[Collected data entries]
--- START ---
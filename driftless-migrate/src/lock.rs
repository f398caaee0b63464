//! Run serialization.
//!
//! Only one migration run may proceed against a database at a time. A
//! [`LockProvider`] hands out a [`RunLock`] guarding the whole
//! diff-generate-execute-record sequence; concurrent callers wait for it.

use std::sync::{Arc, LazyLock};

use async_trait::async_trait;
use driftless_model::Dialect;
use sha2::{Digest, Sha256};
use tokio::sync::Mutex;
use tracing::debug;

use crate::connection::SqlExecutor;
use crate::error::{MigrateResult, MigrationError};

static GLOBAL_LOCK: LazyLock<Arc<Mutex<()>>> = LazyLock::new(|| Arc::new(Mutex::new(())));

/// Exclusive right to run migrations.
///
/// In-process state is released on drop. A database-side lock is released
/// by [`RunLock::release`], or by the server when the session ends.
pub struct RunLock {
    key: String,
    unlock_sql: Option<String>,
    release_fn: Option<Box<dyn FnOnce() + Send>>,
}

impl RunLock {
    /// Create a lock with nothing to release.
    pub fn new(key: impl Into<String>) -> Self {
        Self {
            key: key.into(),
            unlock_sql: None,
            release_fn: None,
        }
    }

    /// Run `release` when the lock is dropped.
    pub fn on_release(mut self, release: impl FnOnce() + Send + 'static) -> Self {
        self.release_fn = Some(Box::new(release));
        self
    }

    /// Statement that releases the database-side lock.
    pub fn with_unlock_sql(mut self, sql: impl Into<String>) -> Self {
        self.unlock_sql = Some(sql.into());
        self
    }

    /// Lock key.
    pub fn key(&self) -> &str {
        &self.key
    }

    /// Release the lock.
    pub async fn release(mut self, conn: &dyn SqlExecutor) -> MigrateResult<()> {
        if let Some(sql) = self.unlock_sql.take() {
            conn.execute(&sql, &[])
                .await
                .map_err(|e| MigrationError::lock_failed(format!("release {}: {}", self.key, e)))?;
        }
        debug!(key = %self.key, "Released migration lock");
        Ok(())
    }
}

impl Drop for RunLock {
    fn drop(&mut self) {
        if let Some(release) = self.release_fn.take() {
            release();
        }
    }
}

impl std::fmt::Debug for RunLock {
    fn fmt(&self, f: &mut std::fmt::Formatter<'_>) -> std::fmt::Result {
        f.debug_struct("RunLock")
            .field("key", &self.key)
            .field("unlock_sql", &self.unlock_sql)
            .finish()
    }
}

/// Hands out run locks.
#[async_trait]
pub trait LockProvider: Send + Sync {
    /// Wait for and take the lock for the connection's database.
    async fn acquire(&self, conn: &dyn SqlExecutor, dialect: Dialect) -> MigrateResult<RunLock>;
}

/// No serialization.
#[derive(Debug, Clone, Copy, Default)]
pub struct NoopLock;

#[async_trait]
impl LockProvider for NoopLock {
    async fn acquire(&self, _conn: &dyn SqlExecutor, _dialect: Dialect) -> MigrateResult<RunLock> {
        Ok(RunLock::new("noop"))
    }
}

/// In-process mutex. Serializes runs within one process.
#[derive(Debug, Clone)]
pub struct ProcessLock {
    mutex: Arc<Mutex<()>>,
}

impl ProcessLock {
    /// A lock private to this instance and its clones.
    pub fn new() -> Self {
        Self {
            mutex: Arc::new(Mutex::new(())),
        }
    }

    /// The lock shared by the whole process.
    pub fn global() -> Self {
        Self {
            mutex: Arc::clone(&GLOBAL_LOCK),
        }
    }

    async fn lock(&self) -> RunLock {
        let guard = Arc::clone(&self.mutex).lock_owned().await;
        debug!("Acquired process migration lock");
        RunLock::new("process").on_release(move || drop(guard))
    }
}

impl Default for ProcessLock {
    fn default() -> Self {
        Self::new()
    }
}

#[async_trait]
impl LockProvider for ProcessLock {
    async fn acquire(&self, _conn: &dyn SqlExecutor, _dialect: Dialect) -> MigrateResult<RunLock> {
        Ok(self.lock().await)
    }
}

/// Database advisory lock keyed by the database identity. Serializes runs
/// across processes.
#[derive(Debug, Clone)]
pub struct AdvisoryLock {
    fallback: ProcessLock,
}

impl AdvisoryLock {
    /// Create an advisory lock provider.
    pub fn new() -> Self {
        Self {
            fallback: ProcessLock::global(),
        }
    }

    /// Numeric key for `pg_advisory_lock`.
    pub fn numeric_key(identity: &str) -> i64 {
        let digest = Sha256::digest(identity.as_bytes());
        let mut bytes = [0u8; 8];
        bytes.copy_from_slice(&digest[..8]);
        i64::from_be_bytes(bytes)
    }

    /// Named key for `GET_LOCK` and `sp_getapplock`.
    pub fn named_key(identity: &str) -> String {
        let digest = Sha256::digest(identity.as_bytes());
        format!("driftless_{}", hex::encode(&digest[..16]))
    }
}

impl Default for AdvisoryLock {
    fn default() -> Self {
        Self::new()
    }
}

#[async_trait]
impl LockProvider for AdvisoryLock {
    async fn acquire(&self, conn: &dyn SqlExecutor, dialect: Dialect) -> MigrateResult<RunLock> {
        let identity = conn.database_identity();
        let failed = |e: MigrationError| MigrationError::lock_failed(e.to_string());

        let lock = match dialect {
            // The database file lock already serializes writers.
            Dialect::Sqlite => return Ok(self.fallback.lock().await),
            Dialect::PostgreSql => {
                let key = Self::numeric_key(&identity);
                conn.query(&format!("SELECT pg_advisory_lock({})", key), &[])
                    .await
                    .map_err(failed)?;
                RunLock::new(key.to_string())
                    .with_unlock_sql(format!("SELECT pg_advisory_unlock({})", key))
            }
            Dialect::MySql => {
                let name = Self::named_key(&identity);
                let literal = dialect.string_literal(&name);
                let rows = conn
                    .query(&format!("SELECT GET_LOCK({}, -1) AS acquired", literal), &[])
                    .await
                    .map_err(failed)?;
                if rows.first().and_then(|r| r.get_i64("acquired")) != Some(1) {
                    return Err(MigrationError::lock_failed(format!("GET_LOCK({}) refused", name)));
                }
                RunLock::new(name).with_unlock_sql(format!("SELECT RELEASE_LOCK({})", literal))
            }
            Dialect::SqlServer => {
                let name = Self::named_key(&identity);
                let literal = dialect.string_literal(&name);
                let rows = conn
                    .query(
                        &format!(
                            "DECLARE @result int;\n\
                             EXEC @result = sp_getapplock @Resource = {}, @LockMode = 'Exclusive', \
                             @LockOwner = 'Session', @LockTimeout = -1;\n\
                             SELECT @result AS acquired",
                            literal
                        ),
                        &[],
                    )
                    .await
                    .map_err(failed)?;
                match rows.first().and_then(|r| r.get_i64("acquired")) {
                    Some(code) if code >= 0 => {}
                    code => {
                        return Err(MigrationError::lock_failed(format!(
                            "sp_getapplock({}) returned {:?}",
                            name, code
                        )));
                    }
                }
                RunLock::new(name).with_unlock_sql(format!(
                    "EXEC sp_releaseapplock @Resource = {}, @LockOwner = 'Session'",
                    literal
                ))
            }
        };

        debug!(key = %lock.key(), dialect = %dialect, "Acquired advisory migration lock");
        Ok(lock)
    }
}

#[cfg(test)]
mod tests {
    use super::*;
    use crate::connection::Row;
    use crate::testing::RecordingExecutor;
    use std::time::Duration;

    #[tokio::test]
    async fn test_process_lock_serializes() {
        let lock = ProcessLock::new();
        let conn = RecordingExecutor::new("sqlite");

        let held = lock.acquire(&conn, Dialect::Sqlite).await.unwrap();
        let second = lock.clone();
        let waiter = tokio::spawn(async move {
            let conn = RecordingExecutor::new("sqlite");
            second.acquire(&conn, Dialect::Sqlite).await.map(|l| l.key().to_string())
        });

        tokio::time::sleep(Duration::from_millis(20)).await;
        assert!(!waiter.is_finished());

        drop(held);
        assert_eq!(waiter.await.unwrap().unwrap(), "process");
    }

    #[tokio::test]
    async fn test_postgres_advisory_lock() {
        let conn = RecordingExecutor::new("postgres").with_identity("postgres://db.local/app");
        let lock = AdvisoryLock::new().acquire(&conn, Dialect::PostgreSql).await.unwrap();
        let key = AdvisoryLock::numeric_key("postgres://db.local/app");

        assert_eq!(lock.key(), key.to_string());
        lock.release(&conn).await.unwrap();
        assert_eq!(conn.statements(), vec![format!("SELECT pg_advisory_unlock({})", key)]);
    }

    #[tokio::test]
    async fn test_mysql_lock_refused() {
        let conn = RecordingExecutor::new("mysql")
            .respond("GET_LOCK", vec![Row::new().with("acquired", 0)]);
        let err = AdvisoryLock::new().acquire(&conn, Dialect::MySql).await.unwrap_err();
        assert!(matches!(err, MigrationError::LockFailed(_)));
    }

    #[tokio::test]
    async fn test_mssql_applock() {
        let conn = RecordingExecutor::new("sqlserver")
            .respond("sp_getapplock", vec![Row::new().with("acquired", 0)]);
        let lock = AdvisoryLock::new().acquire(&conn, Dialect::SqlServer).await.unwrap();
        assert!(lock.key().starts_with("driftless_"));
        lock.release(&conn).await.unwrap();
        assert!(conn.statements()[0].starts_with("EXEC sp_releaseapplock @Resource = N'driftless_"));
    }

    #[test]
    fn test_keys_are_stable() {
        assert_eq!(
            AdvisoryLock::numeric_key("a"),
            AdvisoryLock::numeric_key("a")
        );
        assert_ne!(AdvisoryLock::named_key("a"), AdvisoryLock::named_key("b"));
        assert_eq!(AdvisoryLock::named_key("a").len(), "driftless_".len() + 32);
    }
}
--- END ---
• **Exercise requirements**
Begin with the first line of the records and reproduce each line as is, ending with the line that holds "fn fmt(&self, f: &mut".

• **Solution to this task**
filename driftless-migrate/src/lock.rs
repository f398caaee0b63464
//! Run serialization.
//!
//! Only one migration run may proceed against a database at a time. A
//! [`LockProvider`] hands out a [`RunLock`] guarding the whole
//! diff-generate-execute-record sequence; concurrent callers wait for it.

use std::sync::{Arc, LazyLock};

use async_trait::async_trait;
use driftless_model::Dialect;
use sha2::{Digest, Sha256};
use tokio::sync::Mutex;
use tracing::debug;

use crate::connection::SqlExecutor;
use crate::error::{MigrateResult, MigrationError};

static GLOBAL_LOCK: LazyLock<Arc<Mutex<()>>> = LazyLock::new(|| Arc::new(Mutex::new(())));

/// Exclusive right to run migrations.
///
/// In-process state is released on drop. A database-side lock is released
/// by [`RunLock::release`], or by the server when the session ends.
pub struct RunLock {
    key: String,
    unlock_sql: Option<String>,
    release_fn: Option<Box<dyn FnOnce() + Send>>,
}

impl RunLock {
    /// Create a lock with nothing to release.
    pub fn new(key: impl Into<String>) -> Self {
        Self {
            key: key.into(),
            unlock_sql: None,
            release_fn: None,
        }
    }

    /// Run `release` when the lock is dropped.
    pub fn on_release(mut self, release: impl FnOnce() + Send + 'static) -> Self {
        self.release_fn = Some(Box::new(release));
        self
    }

    /// Statement that releases the database-side lock.
    pub fn with_unlock_sql(mut self, sql: impl Into<String>) -> Self {
        self.unlock_sql = Some(sql.into());
        self
    }

    /// Lock key.
    pub fn key(&self) -> &str {
        &self.key
    }

    /// Release the lock.
    pub async fn release(mut self, conn: &dyn SqlExecutor) -> MigrateResult<()> {
        if let Some(sql) = self.unlock_sql.take() {
            conn.execute(&sql, &[])
                .await
                .map_err(|e| MigrationError::lock_failed(format!("release {}: {}", self.key, e)))?;
        }
        debug!(key = %self.key, "Released migration lock");
        Ok(())
    }
}

impl Drop for RunLock {
    fn drop(&mut self) {
        if let Some(release) = self.release_fn.take() {
            release();
        }
    }
}

impl std::fmt::Debug for RunLock {
    fn fmt(&self, f: &mut std::fmt::Formatter<'_>) -> std::fmt::Result {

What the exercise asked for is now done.